#### [Problem details]
From the entries below, count every line that contains the word "info". Please give the number and nothing else.

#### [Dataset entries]
--------------------------------------------------
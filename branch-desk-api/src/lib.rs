pub mod domain;
pub mod error;

pub use error::*;
pub use domain::*;
use branch_desk_api::ActorIdentity;
use chrono::{DateTime, Utc};
use serde::{Deserialize, Serialize};

use crate::models::identifiable::Identifiable;

/// Database model for the admin account.
///
/// Only the first row is used for login.
#[derive(Debug, Clone, PartialEq, Eq, Serialize, Deserialize)]
pub struct AdminModel {
    pub id: i64,
    /// Hex-encoded sealed password
    pub password: String,
    pub created_at: DateTime<Utc>,
}

impl AdminModel {
    pub fn to_actor(&self) -> ActorIdentity {
        ActorIdentity::admin(self.id)
    }
}

impl Identifiable for AdminModel {
    type Id = i64;

    fn get_id(&self) -> i64 {
        self.id
    }
}
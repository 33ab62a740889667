pub mod repo_impl;

pub use repo_impl::AdminRepositoryImpl;
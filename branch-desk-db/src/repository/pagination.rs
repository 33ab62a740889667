use serde::{Deserialize, Serialize};

/// Offset window over an ordered result set.
///
/// # Example
/// ```
/// use branch_desk_db::repository::pagination::PageRequest;
///
/// let first = PageRequest::default(); // ten items from the start
/// let third = PageRequest::new(10, 20);
/// assert_eq!(first.offset, 0);
/// assert_eq!(third.limit, 10);
/// ```
#[derive(Debug, Clone, Copy, PartialEq, Eq, Serialize, Deserialize)]
pub struct PageRequest {
    pub limit: usize,
    pub offset: usize,
}

impl PageRequest {
    pub fn new(limit: usize, offset: usize) -> Self {
        Self { limit, offset }
    }

    /// Cuts this page out of an already ordered, unpaginated result set
    pub fn slice<T>(&self, items: Vec<T>) -> Page<T> {
        let total = items.len();
        let page_items = items.into_iter().skip(self.offset).take(self.limit).collect();
        Page::new(page_items, total, self.limit, self.offset)
    }
}

/// First ten items; no upper bound is enforced on `limit`
impl Default for PageRequest {
    fn default() -> Self {
        Self { limit: 10, offset: 0 }
    }
}

/// One window of results plus the size of the whole matching set
#[derive(Debug, Clone, PartialEq, Eq, Serialize, Deserialize)]
pub struct Page<T> {
    pub items: Vec<T>,
    /// Matching items before pagination
    pub total: usize,
    pub limit: usize,
    pub offset: usize,
}

impl<T> Page<T> {
    pub fn new(items: Vec<T>, total: usize, limit: usize, offset: usize) -> Self {
        Self {
            items,
            total,
            limit,
            offset,
        }
    }

    /// Converts the items, keeping the window
    pub fn map<U>(self, f: impl FnMut(T) -> U) -> Page<U> {
        Page {
            items: self.items.into_iter().map(f).collect(),
            total: self.total,
            limit: self.limit,
            offset: self.offset,
        }
    }

    pub fn has_more(&self) -> bool {
        self.offset + self.items.len() < self.total
    }

    pub fn total_pages(&self) -> usize {
        if self.limit == 0 {
            1
        } else {
            self.total.div_ceil(self.limit)
        }
    }
}
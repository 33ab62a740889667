pub mod audit_entry;
pub mod field_diff;

pub use audit_entry::*;
pub use field_diff::*;
use async_trait::async_trait;
use branch_desk_db::models::staff::ManagerModel;
use branch_desk_db::repository::delete_batch::DeleteBatch;
use branch_desk_db::repository::update_batch::UpdateBatch;
use std::error::Error;

use super::repo_impl::ManagerRepositoryImpl;

impl ManagerRepositoryImpl {
    pub(super) async fn update_batch_impl(
        repo: &ManagerRepositoryImpl,
        items: Vec<ManagerModel>,
    ) -> Result<Vec<ManagerModel>, Box<dyn Error + Send + Sync>> {
        if items.is_empty() {
            return Ok(Vec::new());
        }

        let mut tx = repo.executor.tx.lock().await;
        let transaction = tx.as_mut().ok_or("Transaction has been consumed")?;

        for item in &items {
            let result = sqlx::query(
                r#"
                UPDATE manager SET name = $2, password = $3, branch_id = $4
                WHERE id = $1
                "#,
            )
            .bind(item.id)
            .bind(item.name.as_str())
            .bind(&item.password)
            .bind(item.branch_id)
            .execute(&mut **transaction)
            .await?;

            if result.rows_affected() == 0 {
                return Err(format!("Manager with ID {} not found", item.id).into());
            }
        }

        Ok(items)
    }

    pub(super) async fn delete_batch_impl(
        repo: &ManagerRepositoryImpl,
        ids: &[i64],
    ) -> Result<usize, Box<dyn Error + Send + Sync>> {
        if ids.is_empty() {
            return Ok(0);
        }

        let mut tx = repo.executor.tx.lock().await;
        let transaction = tx.as_mut().ok_or("Transaction has been consumed")?;
        let result = sqlx::query("DELETE FROM manager WHERE id = ANY($1)")
            .bind(ids)
            .execute(&mut **transaction)
            .await?;

        Ok(usize::try_from(result.rows_affected())?)
    }
}

#[async_trait]
impl UpdateBatch<ManagerModel> for ManagerRepositoryImpl {
    async fn update_batch(&self, items: Vec<ManagerModel>) -> Result<Vec<ManagerModel>, Box<dyn Error + Send + Sync>> {
        Self::update_batch_impl(self, items).await
    }
}

#[async_trait]
impl DeleteBatch<ManagerModel> for ManagerRepositoryImpl {
    async fn delete_batch(&self, ids: &[i64]) -> Result<usize, Box<dyn Error + Send + Sync>> {
        Self::delete_batch_impl(self, ids).await
    }
}
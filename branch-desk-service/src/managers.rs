use branch_desk_api::{ActorIdentity, ApiError, ApiResult, DeleteOutcome, ManagerUpdate, NewManager, ADMIN_ONLY};
use branch_desk_db::models::{ManagerModel, MANAGER_NAME_MAX_CHARS, USERNAME_LEN};
use branch_desk_db::repository::{CreateBatch, DeleteBatch, FindById, Page, PageRequest, UnitOfWorkSession, UpdateBatch};
use branch_desk_db::utils::bounded;
use chrono::{DateTime, Utc};
use serde::{Deserialize, Serialize};
use uuid::Uuid;
use validator::Validate;

use crate::access_guard::authorize;
use crate::context::{storage_error, ServiceContext};
use crate::pipeline::ensure_branch_exists;

/// Manager as returned to callers; the password never leaves the service
#[derive(Debug, Clone, PartialEq, Eq, Serialize, Deserialize)]
pub struct ManagerProfile {
    pub id: i64,
    pub username: String,
    pub name: String,
    pub branch_id: i64,
    pub created_at: DateTime<Utc>,
}

impl From<&ManagerModel> for ManagerProfile {
    fn from(model: &ManagerModel) -> Self {
        Self {
            id: model.id,
            username: model.username.to_string(),
            name: model.name.to_string(),
            branch_id: model.branch_id,
            created_at: model.created_at,
        }
    }
}

/// First eight hex characters of a random UUID
fn generate_username() -> String {
    Uuid::new_v4().simple().to_string()[..8].to_string()
}

/// Admin-only manager administration
#[derive(Clone)]
pub struct ManagerService {
    ctx: ServiceContext,
}

impl ManagerService {
    pub fn new(ctx: ServiceContext) -> Self {
        Self { ctx }
    }

    pub async fn register_manager(&self, actor: Option<&ActorIdentity>, input: NewManager) -> ApiResult<ManagerProfile> {
        authorize(actor, ADMIN_ONLY)?;
        input.validate()?;
        if input.name.trim().is_empty() {
            return Err(ApiError::validation("name", "Manager name is required (max 100 characters)"));
        }

        let manager = ManagerModel {
            id: 0,
            username: bounded("username", &generate_username(), USERNAME_LEN)?,
            name: bounded("name", input.name.trim(), MANAGER_NAME_MAX_CHARS)?,
            password: self.ctx.passwords.encrypt(&input.password)?,
            branch_id: input.branch_id.get(),
            created_at: Utc::now(),
        };

        let session = self.ctx.begin().await?;
        let result = Self::register_in(&*session, manager).await;
        let created = self.ctx.commit_or_discard(session, result).await?;
        tracing::info!(manager_id = created.id, username = %created.username, "Manager registered");
        Ok(ManagerProfile::from(&created))
    }

    async fn register_in(session: &dyn UnitOfWorkSession, manager: ManagerModel) -> ApiResult<ManagerModel> {
        ensure_branch_exists(session, "branch_id", manager.branch_id).await?;
        let mut created = session
            .managers()
            .create_batch(vec![manager])
            .await
            .map_err(storage_error("create manager"))?;
        created
            .pop()
            .ok_or_else(|| ApiError::InternalError("Failed to create manager".to_string()))
    }

    pub async fn update_manager(
        &self,
        actor: Option<&ActorIdentity>,
        id: i64,
        update: ManagerUpdate,
    ) -> ApiResult<ManagerProfile> {
        authorize(actor, ADMIN_ONLY)?;
        update.validate()?;
        let password = match &update.password {
            Some(password) => Some(self.ctx.passwords.encrypt(password)?),
            None => None,
        };

        let session = self.ctx.begin().await?;
        let result = Self::update_in(&*session, id, &update, password).await;
        let updated = self.ctx.commit_or_discard(session, result).await?;
        tracing::info!(manager_id = id, "Manager updated");
        Ok(ManagerProfile::from(&updated))
    }

    async fn update_in(
        session: &dyn UnitOfWorkSession,
        id: i64,
        update: &ManagerUpdate,
        password: Option<String>,
    ) -> ApiResult<ManagerModel> {
        let mut manager = Self::find_in(session, id).await?;
        if let Some(name) = &update.name {
            manager.name = bounded("name", name.trim(), MANAGER_NAME_MAX_CHARS)?;
        }
        if let Some(branch_id) = update.branch_id {
            ensure_branch_exists(session, "branch_id", branch_id.get()).await?;
            manager.branch_id = branch_id.get();
        }
        if let Some(password) = password {
            manager.password = password;
        }

        let mut updated = session
            .managers()
            .update_batch(vec![manager])
            .await
            .map_err(storage_error("update manager"))?;
        updated
            .pop()
            .ok_or_else(|| ApiError::InternalError("Failed to update manager".to_string()))
    }

    pub async fn delete_manager(&self, actor: Option<&ActorIdentity>, id: i64) -> ApiResult<DeleteOutcome> {
        authorize(actor, ADMIN_ONLY)?;

        let session = self.ctx.begin().await?;
        let result = Self::delete_in(&*session, id).await;
        self.ctx.commit_or_discard(session, result).await?;
        tracing::info!(manager_id = id, "Manager deleted");
        Ok(DeleteOutcome::deleted(format!("Manager {id} deleted")))
    }

    async fn delete_in(session: &dyn UnitOfWorkSession, id: i64) -> ApiResult<()> {
        let deleted = session
            .managers()
            .delete_batch(&[id])
            .await
            .map_err(storage_error("delete manager"))?;
        if deleted == 0 {
            tracing::warn!(manager_id = id, "Manager not found");
            return Err(ApiError::not_found("Manager", id));
        }
        Ok(())
    }

    pub async fn fetch_manager(&self, actor: Option<&ActorIdentity>, id: i64) -> ApiResult<ManagerProfile> {
        authorize(actor, ADMIN_ONLY)?;
        let session = self.ctx.begin().await?;
        let result = Self::find_in(&*session, id).await;
        self.ctx.release(session).await;
        result.map(|m| ManagerProfile::from(&m))
    }

    pub async fn list_managers(&self, actor: Option<&ActorIdentity>, page: PageRequest) -> ApiResult<Page<ManagerProfile>> {
        authorize(actor, ADMIN_ONLY)?;
        let session = self.ctx.begin().await?;
        let result = session
            .managers()
            .find_page(page)
            .await
            .map_err(storage_error("list managers"));
        self.ctx.release(session).await;

        Ok(result?.map(|m| ManagerProfile::from(&m)))
    }

    async fn find_in(session: &dyn UnitOfWorkSession, id: i64) -> ApiResult<ManagerModel> {
        let manager = session
            .managers()
            .find_by_id(id)
            .await
            .map_err(storage_error("load manager"))?;
        manager.ok_or_else(|| {
            tracing::warn!(manager_id = id, "Manager not found");
            ApiError::not_found("Manager", id)
        })
    }
}

#[cfg(test)]
mod tests {
    use super::*;
    use crate::test_helper::{manager_actor, TestEnv};
    use branch_desk_api::BranchId;

    fn new_manager(name: &str, branch_id: i64) -> NewManager {
        NewManager {
            name: name.to_string(),
            password: "pw".to_string(),
            branch_id: BranchId(branch_id),
        }
    }

    #[test]
    fn test_generated_username_is_eight_hex_chars() {
        let username = generate_username();
        assert_eq!(username.len(), 8);
        assert!(username.chars().all(|c| c.is_ascii_hexdigit()));
    }

    #[tokio::test]
    async fn test_register_manager_encrypts_password() {
        let env = TestEnv::new();
        let profile = env.managers().register_manager(Some(&env.admin()), new_manager("Olga", 1)).await.unwrap();
        assert_eq!(profile.username.len(), 8);
        assert_eq!(profile.name, "Olga");

        let stored = env.manager(profile.id).await.unwrap();
        assert_ne!(stored.password, "pw");
        assert_eq!(env.ctx().passwords.decrypt(&stored.password).unwrap(), "pw");
    }

    #[tokio::test]
    async fn test_manager_cannot_register_managers() {
        let env = TestEnv::new();
        let err = env
            .managers()
            .register_manager(Some(&manager_actor(1)), new_manager("Olga", 1))
            .await
            .unwrap_err();
        assert_eq!(
            err,
            ApiError::Forbidden {
                required: "admin".to_string()
            }
        );
        assert_eq!(env.manager_count().await, 0);
    }

    #[tokio::test]
    async fn test_register_manager_validation() {
        let env = TestEnv::new();
        let err = env.managers().register_manager(Some(&env.admin()), new_manager("", 1)).await.unwrap_err();
        assert_eq!(err, ApiError::validation("name", "Manager name is required (max 100 characters)"));

        let err = env.managers().register_manager(Some(&env.admin()), new_manager("Olga", 9)).await.unwrap_err();
        assert!(matches!(err, ApiError::ValidationError { ref field, .. } if field == "branch_id"));
        assert_eq!(env.manager_count().await, 0);
    }

    #[tokio::test]
    async fn test_register_manager_accepts_non_ascii_name_up_to_limit() {
        let env = TestEnv::new();
        let name = "Ж".repeat(100);
        let profile = env.managers().register_manager(Some(&env.admin()), new_manager(&name, 1)).await.unwrap();
        assert_eq!(profile.name, name);

        let err = env
            .managers()
            .register_manager(Some(&env.admin()), new_manager(&"Ж".repeat(101), 1))
            .await
            .unwrap_err();
        assert!(matches!(err, ApiError::ValidationError { ref field, .. } if field == "name"));
        assert_eq!(env.manager_count().await, 1);
    }

    #[tokio::test]
    async fn test_update_fetch_list_delete() {
        let env = TestEnv::new();
        let admin = env.admin();
        let north = env.seed_branch("North").await;
        let olga = env.managers().register_manager(Some(&admin), new_manager("Olga", 1)).await.unwrap();
        env.managers().register_manager(Some(&admin), new_manager("Pavel", 1)).await.unwrap();

        let update = ManagerUpdate {
            name: Some("Olga S.".to_string()),
            branch_id: Some(BranchId(north.id)),
            password: Some("new-pw".to_string()),
        };
        let updated = env.managers().update_manager(Some(&admin), olga.id, update).await.unwrap();
        assert_eq!(updated.name, "Olga S.");
        assert_eq!(updated.branch_id, north.id);
        assert_eq!(updated.username, olga.username);
        assert!(env.auth().login_manager(&olga.username, "new-pw").await.is_ok());

        assert_eq!(env.managers().fetch_manager(Some(&admin), olga.id).await.unwrap(), updated);
        let page = env.managers().list_managers(Some(&admin), PageRequest::new(1, 0)).await.unwrap();
        assert_eq!(page.total, 2);
        assert_eq!(page.items, vec![updated.clone()]);

        let outcome = env.managers().delete_manager(Some(&admin), olga.id).await.unwrap();
        assert!(outcome.success);
        assert_eq!(
            env.managers().fetch_manager(Some(&admin), olga.id).await,
            Err(ApiError::not_found("Manager", olga.id))
        );
        assert_eq!(
            env.managers().delete_manager(Some(&admin), olga.id).await,
            Err(ApiError::not_found("Manager", olga.id))
        );
    }
}
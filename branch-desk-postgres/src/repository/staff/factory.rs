use std::sync::Arc;

use super::{
    admin_repository::AdminRepositoryImpl,
    branch_repository::BranchRepositoryImpl,
    manager_repository::ManagerRepositoryImpl,
};
use postgres_unit_of_work::Executor;

/// Factory for creating staff module repositories: managers, admins and branches
#[derive(Default)]
pub struct StaffRepoFactory {}

impl StaffRepoFactory {
    pub fn new() -> Arc<Self> {
        Arc::new(Self {})
    }

    pub fn build_manager_repo(&self, executor: &Executor) -> Arc<ManagerRepositoryImpl> {
        Arc::new(ManagerRepositoryImpl::new(executor.clone()))
    }

    pub fn build_admin_repo(&self, executor: &Executor) -> Arc<AdminRepositoryImpl> {
        Arc::new(AdminRepositoryImpl::new(executor.clone()))
    }

    pub fn build_branch_repo(&self, executor: &Executor) -> Arc<BranchRepositoryImpl> {
        Arc::new(BranchRepositoryImpl::new(executor.clone()))
    }

    pub fn build_all_repos(&self, executor: &Executor) -> StaffRepositories {
        StaffRepositories {
            manager_repository: self.build_manager_repo(executor),
            admin_repository: self.build_admin_repo(executor),
            branch_repository: self.build_branch_repo(executor),
        }
    }
}

/// Container for all staff module repositories
#[derive(Clone)]
pub struct StaffRepositories {
    pub manager_repository: Arc<ManagerRepositoryImpl>,
    pub admin_repository: Arc<AdminRepositoryImpl>,
    pub branch_repository: Arc<BranchRepositoryImpl>,
}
--------------------------------------------------
#### [Completed task]
3